:: Activity ::
In the records below, pick out all lines containing the word "await".

:: Data for review ::
-- Opening Marker --

impl RateLimitedExecutor {
    /// Creates an executor for one run.
    pub fn new(policy: ThrottlePolicy) -> Self {
        Self {
            policy,
            halted: AtomicBool::new(false),
            halted_by: Mutex::new(None),
        }
    }

    /// The throttle policy in force.
    pub fn policy(&self) -> &ThrottlePolicy {
        &self.policy
    }

    /// Returns true once throttling has halted the run.
    pub fn is_halted(&self) -> bool {
        self.halted.load(Ordering::SeqCst)
    }

    fn halt(&self, operation: &str) {
        self.halted_by
            .lock()
            .get_or_insert_with(|| operation.to_string());
        self.halted.store(true, Ordering::SeqCst);
    }

    /// The error that ends a run halted by throttling. Names the call that
    /// exhausted the budget, or `operation` if none has.
    pub fn exhausted_error(&self, operation: &str) -> MirrorError {
        let operation = self
            .halted_by
            .lock()
            .clone()
            .unwrap_or_else(|| operation.to_string());
        MirrorError::throttle_exhausted(operation, self.policy.max_consecutive)
    }

    /// Runs `call` until it produces an answer other than throttling, or the
    /// throttle budget runs out.
    ///
    /// `call` is invoked again for each retry and must issue the same
    /// idempotent request every time.
    pub async fn execute<F, Fut, T>(
        &self,
        intent: Intent,
        throttle: &mut ThrottleState,
        operation: &str,
        mut call: F,
    ) -> Execution<T>
    where
        F: FnMut() -> Fut,
        Fut: Future<Output = ServiceResult<T>>,
    {
        loop {
            if self.is_halted() {
                return Execution::Halted(Halt::Aborted);
            }

            match call().await {
                Ok(value) => {
                    if throttle.consecutive > 0 {
                        debug!(
                            operation,
                            throttled = throttle.consecutive,
                            "Call succeeded after throttling"
                        );
                    }
                    throttle.record_response();
                    return Execution::Done(value);
                }
                Err(error) if intent.is_satisfied_by(error.kind) => {
                    throttle.record_response();
                    debug!(operation, %intent, reason = %error, "Already in desired state");
                    return Execution::AlreadySatisfied(error);
                }
                Err(error) if error.is_rate_limited() => {
                    let hits = throttle.record_throttle();
                    if hits >= self.policy.max_consecutive {
                        self.halt(operation);
                        warn!(
                            operation,
                            attempts = hits,
                            error = %error,
                            "Rate limit budget exhausted, halting run"
                        );
                        return Execution::Halted(Halt::ThrottleExhausted { attempts: hits });
                    }

                    warn!(
                        operation,
                        attempt = hits,
                        max_attempts = self.policy.max_consecutive,
                        backoff_ms = self.policy.backoff.as_millis() as u64,
                        "Rate limited, backing off"
                    );
                    if !self.policy.backoff.is_zero() {
                        tokio::time::sleep(self.policy.backoff).await;
                    }
                }
                Err(error) => {
                    throttle.record_response();
                    return Execution::Failed(error);
                }
            }
        }
    }
}
//! listmirror CLI
//!
//! Keeps a Bluesky moderation list's membership equal to another list's.
//!
//! # Commands
//!
//! - `sync` - Reconcile the mirror with the source
//! - `diff` - Show what `sync` would change without changing anything
//! - `version` - Show version information
//!
//! Exits with status 0 when the run completes or is stopped early by rate
//! limiting, and 1 on any other error.

mod commands;

use clap::{Parser, Subcommand};
use commands::sync::SyncArgs;
use std::process::ExitCode;
use tracing::error;
use tracing_subscriber::EnvFilter;

/// Mirror one list's membership into a moderation list.
#[derive(Parser)]
#[command(name = "listmirror")]
#[command(author, version, about, long_about = None)]
struct Cli {
    /// Enable verbose output
    #[arg(global = true, short, long)]
    verbose: bool,

    /// Output format (text, json)
    #[arg(global = true, short, long, default_value = "text")]
    format: String,

    #[command(subcommand)]
    command: Commands,
}

#[derive(Subcommand)]
enum Commands {
    /// Reconcile the mirror list with the source list
    Sync {
        #[command(flatten)]
        args: SyncArgs,

        /// Dry run - show what would be done
        #[arg(short, long)]
        dry_run: bool,
    },

    /// Show the pending changes without applying them
    Diff {
        #[command(flatten)]
        args: SyncArgs,
    },

    /// Show version information
    Version,
}

#[tokio::main]
async fn main() -> ExitCode {
    let cli = Cli::parse();

    // Initialize logging; RUST_LOG takes precedence over --verbose
    let filter = EnvFilter::try_from_default_env().unwrap_or_else(|_| {
        if cli.verbose {
            EnvFilter::new("debug")
        } else {
            EnvFilter::new("info")
        }
    });
    tracing_subscriber::fmt()
        .with_env_filter(filter)
        .with_writer(std::io::stderr)
        .init();

    let result = match cli.command {
        Commands::Sync { args, dry_run } => commands::sync::run(&args, dry_run, &cli.format).await,
        Commands::Diff { args } => commands::sync::run(&args, true, &cli.format).await,
        Commands::Version => {
            println!("listmirror v{}", env!("CARGO_PKG_VERSION"));
            Ok(())
        }
    };

    match result {
        Ok(()) => ExitCode::SUCCESS,
        Err(e) => {
            error!(error = %e, "listmirror failed");
            eprintln!("Error: {e}");
            ExitCode::FAILURE
        }
    }
}

#[cfg(test)]
mod tests {
    use super::*;
    use clap::CommandFactory;

    #[test]
    fn cli_definition_is_valid() {
        Cli::command().debug_assert();
    }

    #[test]
    fn parses_sync_flags() {
        let cli = Cli::try_parse_from([
            "listmirror",
            "--format",
            "json",
            "sync",
            "--identifier",
            "me.bsky.social",
            "--password",
            "secret",
            "--batch-size",
            "5",
            "--dry-run",
        ])
        .unwrap();

        assert_eq!(cli.format, "json");
        match cli.command {
            Commands::Sync { args, dry_run } => {
                assert!(dry_run);
                assert_eq!(args.identifier, "me.bsky.social");
                assert_eq!(args.batch_size, 5);
                assert_eq!(args.page_size, 100);
            }
            _ => panic!("expected sync"),
        }
    }

    #[test]
    fn version_needs_no_credentials() {
        let cli = Cli::try_parse_from(["listmirror", "version"]).unwrap();
        assert!(matches!(cli.command, Commands::Version));
    }
}
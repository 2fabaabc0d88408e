//! AT-URI parsing and list handles.

use crate::error::{ProtocolError, ProtocolResult};
use crate::record::Collection;
use serde::{Deserialize, Serialize};
use std::fmt;
use std::str::FromStr;

const SCHEME: &str = "at://";

/// The key of a record inside a repository collection.
#[derive(Debug, Clone, PartialEq, Eq, Hash, Serialize, Deserialize)]
#[serde(transparent)]
pub struct RecordKey(String);

impl RecordKey {
    /// Creates a record key.
    pub fn new(key: impl Into<String>) -> Self {
        Self(key.into())
    }

    /// Returns the key string.
    pub fn as_str(&self) -> &str {
        &self.0
    }
}

impl fmt::Display for RecordKey {
    fn fmt(&self, f: &mut fmt::Formatter<'_>) -> fmt::Result {
        f.write_str(&self.0)
    }
}

/// A record URI of the form `at://<authority>/<collection>/<rkey>`.
#[derive(Debug, Clone, PartialEq, Eq, Hash, Serialize, Deserialize)]
#[serde(try_from = "String", into = "String")]
pub struct AtUri {
    authority: String,
    collection: String,
    rkey: RecordKey,
}

impl AtUri {
    /// Builds a URI from its parts.
    pub fn new(
        authority: impl Into<String>,
        collection: impl Into<String>,
        rkey: RecordKey,
    ) -> Self {
        Self {
            authority: authority.into(),
            collection: collection.into(),
            rkey,
        }
    }

    /// Parses a record URI.
    pub fn parse(uri: &str) -> ProtocolResult<Self> {
        let invalid = |reason| ProtocolError::InvalidUri {
            uri: uri.to_string(),
            reason,
        };

        let rest = uri
            .strip_prefix(SCHEME)
            .ok_or_else(|| invalid("missing at:// scheme"))?;

        let mut segments = rest.split('/');
        let authority = segments.next().unwrap_or_default();
        let collection = segments.next().unwrap_or_default();
        let rkey = segments.next().unwrap_or_default();

        if authority.is_empty() {
            return Err(invalid("missing authority"));
        }
        if collection.is_empty() {
            return Err(invalid("missing collection"));
        }
        if rkey.is_empty() {
            return Err(invalid("missing record key"));
        }
        if segments.next().is_some() {
            return Err(invalid("too many path segments"));
        }

        Ok(Self::new(authority, collection, RecordKey::new(rkey)))
    }

    /// The repository (DID or handle) holding the record.
    pub fn authority(&self) -> &str {
        &self.authority
    }

    /// The collection NSID.
    pub fn collection(&self) -> &str {
        &self.collection
    }

    /// The record key, i.e. the last path segment.
    pub fn rkey(&self) -> &RecordKey {
        &self.rkey
    }
}

impl fmt::Display for AtUri {
    fn fmt(&self, f: &mut fmt::Formatter<'_>) -> fmt::Result {
        write!(
            f,
            "{SCHEME}{}/{}/{}",
            self.authority, self.collection, self.rkey
        )
    }
}

impl FromStr for AtUri {
    type Err = ProtocolError;

    fn from_str(s: &str) -> Result<Self, Self::Err> {
        Self::parse(s)
    }
}

impl TryFrom<String> for AtUri {
    type Error = ProtocolError;

    fn try_from(value: String) -> Result<Self, Self::Error> {
        Self::parse(&value)
    }
}

impl From<AtUri> for String {
    fn from(uri: AtUri) -> Self {
        uri.to_string()
    }
}

/// A resolved reference to a list record.
///
/// Handles are immutable: once the mirror has been resolved in a run the
/// same handle is used for every read and write of that run.
#[derive(Debug, Clone, PartialEq, Eq, Hash, Serialize, Deserialize)]
#[serde(try_from = "AtUri", into = "AtUri")]
pub struct ListHandle(AtUri);

impl ListHandle {
    /// Wraps a URI, checking it points at a list record.
    pub fn new(uri: AtUri) -> ProtocolResult<Self> {
        let expected = Collection::List.nsid();
        if uri.collection() != expected {
            return Err(ProtocolError::WrongCollection {
                expected,
                actual: uri.collection().to_string(),
            });
        }
        Ok(Self(uri))
    }

    /// Builds the handle of list `rkey` in repository `authority`.
    pub fn in_repo(authority: impl Into<String>, rkey: RecordKey) -> Self {
        Self(AtUri::new(authority, Collection::List.nsid(), rkey))
    }

    /// Parses a list URI.
    pub fn parse(uri: &str) -> ProtocolResult<Self> {
        Self::new(AtUri::parse(uri)?)
    }

    /// The list record URI.
    pub fn uri(&self) -> &AtUri {
        &self.0
    }

    /// The list record key.
    pub fn rkey(&self) -> &RecordKey {
        self.0.rkey()
    }
}

impl fmt::Display for ListHandle {
    fn fmt(&self, f: &mut fmt::Formatter<'_>) -> fmt::Result {
        self.0.fmt(f)
    }
}

impl FromStr for ListHandle {
    type Err = ProtocolError;

    fn from_str(s: &str) -> Result<Self, Self::Err> {
        Self::parse(s)
    }
}

impl TryFrom<AtUri> for ListHandle {
    type Error = ProtocolError;

    fn try_from(uri: AtUri) -> Result<Self, Self::Error> {
        Self::new(uri)
    }
}

impl From<ListHandle> for AtUri {
    fn from(handle: ListHandle) -> Self {
        handle.0
    }
}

-- Closing Marker --

:: Written solution ::
            match call().await {
                        tokio::time::sleep(self.policy.backoff).await;
        Commands::Sync { args, dry_run } => commands::sync::run(&args, dry_run, &cli.format).await,
        Commands::Diff { args } => commands::sync::run(&args, true, &cli.format).await,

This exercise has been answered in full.